Provided records
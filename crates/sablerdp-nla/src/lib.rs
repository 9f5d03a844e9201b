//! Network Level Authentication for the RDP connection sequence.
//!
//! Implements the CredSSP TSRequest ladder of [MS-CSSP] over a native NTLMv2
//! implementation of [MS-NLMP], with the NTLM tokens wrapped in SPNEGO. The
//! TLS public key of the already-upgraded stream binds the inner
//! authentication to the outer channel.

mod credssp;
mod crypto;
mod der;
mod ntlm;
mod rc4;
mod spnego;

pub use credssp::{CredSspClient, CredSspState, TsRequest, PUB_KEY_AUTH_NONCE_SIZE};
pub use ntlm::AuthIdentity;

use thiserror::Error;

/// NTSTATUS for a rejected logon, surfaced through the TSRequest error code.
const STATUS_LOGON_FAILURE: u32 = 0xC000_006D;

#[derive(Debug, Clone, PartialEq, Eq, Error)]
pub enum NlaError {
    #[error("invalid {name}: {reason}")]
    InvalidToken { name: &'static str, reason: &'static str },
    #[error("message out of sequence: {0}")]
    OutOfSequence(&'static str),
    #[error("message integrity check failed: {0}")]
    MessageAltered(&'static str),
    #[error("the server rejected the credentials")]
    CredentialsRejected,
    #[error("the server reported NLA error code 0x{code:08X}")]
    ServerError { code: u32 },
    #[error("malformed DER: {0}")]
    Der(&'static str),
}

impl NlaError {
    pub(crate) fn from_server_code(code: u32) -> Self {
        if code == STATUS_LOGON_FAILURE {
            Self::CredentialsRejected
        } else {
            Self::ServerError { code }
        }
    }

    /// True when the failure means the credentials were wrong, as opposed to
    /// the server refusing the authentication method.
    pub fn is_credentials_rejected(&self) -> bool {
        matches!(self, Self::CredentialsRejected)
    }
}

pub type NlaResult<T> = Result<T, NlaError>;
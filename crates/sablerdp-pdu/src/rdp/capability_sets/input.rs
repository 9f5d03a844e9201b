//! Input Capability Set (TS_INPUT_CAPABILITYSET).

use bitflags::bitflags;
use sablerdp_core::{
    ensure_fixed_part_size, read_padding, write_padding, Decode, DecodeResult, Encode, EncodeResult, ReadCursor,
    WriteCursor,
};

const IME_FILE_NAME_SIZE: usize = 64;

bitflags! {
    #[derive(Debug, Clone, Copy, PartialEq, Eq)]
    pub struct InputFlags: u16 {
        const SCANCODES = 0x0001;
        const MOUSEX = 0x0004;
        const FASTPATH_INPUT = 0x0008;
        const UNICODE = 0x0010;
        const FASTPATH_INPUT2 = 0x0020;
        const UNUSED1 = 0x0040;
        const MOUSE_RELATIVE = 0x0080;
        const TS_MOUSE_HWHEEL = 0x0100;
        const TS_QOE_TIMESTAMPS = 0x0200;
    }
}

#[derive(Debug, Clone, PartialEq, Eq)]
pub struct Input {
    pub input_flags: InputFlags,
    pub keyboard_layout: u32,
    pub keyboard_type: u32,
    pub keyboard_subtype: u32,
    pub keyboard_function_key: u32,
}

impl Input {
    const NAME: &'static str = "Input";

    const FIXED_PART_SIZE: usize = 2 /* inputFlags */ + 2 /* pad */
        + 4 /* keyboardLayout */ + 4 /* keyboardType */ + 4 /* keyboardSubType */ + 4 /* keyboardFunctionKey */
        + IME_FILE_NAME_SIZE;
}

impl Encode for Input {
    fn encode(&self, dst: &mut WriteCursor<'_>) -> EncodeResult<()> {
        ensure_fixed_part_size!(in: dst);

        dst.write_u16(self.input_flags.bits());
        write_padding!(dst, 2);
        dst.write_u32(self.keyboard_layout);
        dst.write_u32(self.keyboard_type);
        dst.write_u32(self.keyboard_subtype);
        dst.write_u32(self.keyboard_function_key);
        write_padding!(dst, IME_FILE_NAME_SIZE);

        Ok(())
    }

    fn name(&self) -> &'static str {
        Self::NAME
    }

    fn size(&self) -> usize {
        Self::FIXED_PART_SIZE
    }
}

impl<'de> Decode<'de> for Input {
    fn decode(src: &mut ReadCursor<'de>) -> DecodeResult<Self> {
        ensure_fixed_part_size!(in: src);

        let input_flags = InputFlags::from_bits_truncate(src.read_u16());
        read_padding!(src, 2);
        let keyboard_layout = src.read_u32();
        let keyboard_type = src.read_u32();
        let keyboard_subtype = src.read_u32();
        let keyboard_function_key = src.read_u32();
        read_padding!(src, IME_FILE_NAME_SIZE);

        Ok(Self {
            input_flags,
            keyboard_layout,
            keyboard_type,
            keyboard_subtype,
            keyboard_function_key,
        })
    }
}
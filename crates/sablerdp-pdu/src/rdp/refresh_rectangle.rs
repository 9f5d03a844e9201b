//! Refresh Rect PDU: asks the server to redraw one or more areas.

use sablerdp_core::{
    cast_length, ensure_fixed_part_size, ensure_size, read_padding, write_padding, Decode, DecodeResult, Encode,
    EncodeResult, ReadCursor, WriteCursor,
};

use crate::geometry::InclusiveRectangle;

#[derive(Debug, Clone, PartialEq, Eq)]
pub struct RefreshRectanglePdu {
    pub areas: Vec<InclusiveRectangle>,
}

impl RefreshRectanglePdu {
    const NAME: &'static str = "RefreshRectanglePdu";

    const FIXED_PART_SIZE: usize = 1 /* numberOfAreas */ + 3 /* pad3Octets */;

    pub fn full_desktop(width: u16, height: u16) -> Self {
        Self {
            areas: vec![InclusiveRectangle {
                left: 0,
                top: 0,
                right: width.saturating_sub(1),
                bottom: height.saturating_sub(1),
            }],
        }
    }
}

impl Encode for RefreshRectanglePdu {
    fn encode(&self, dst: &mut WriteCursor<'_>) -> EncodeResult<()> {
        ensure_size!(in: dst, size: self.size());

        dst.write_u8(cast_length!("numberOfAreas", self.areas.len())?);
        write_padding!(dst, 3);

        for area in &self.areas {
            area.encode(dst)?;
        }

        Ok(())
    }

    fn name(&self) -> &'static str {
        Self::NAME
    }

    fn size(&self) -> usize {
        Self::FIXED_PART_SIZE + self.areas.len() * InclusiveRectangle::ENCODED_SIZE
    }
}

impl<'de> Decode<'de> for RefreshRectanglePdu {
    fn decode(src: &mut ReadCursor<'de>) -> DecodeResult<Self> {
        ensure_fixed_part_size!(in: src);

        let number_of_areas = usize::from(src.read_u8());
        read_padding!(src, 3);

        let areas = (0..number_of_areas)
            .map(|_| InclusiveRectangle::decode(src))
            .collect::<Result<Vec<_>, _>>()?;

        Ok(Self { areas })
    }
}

Exercise goal
Nothing but a number, please: how many lines of the listing hold the word "CredentialsRejected"?

The completed task
3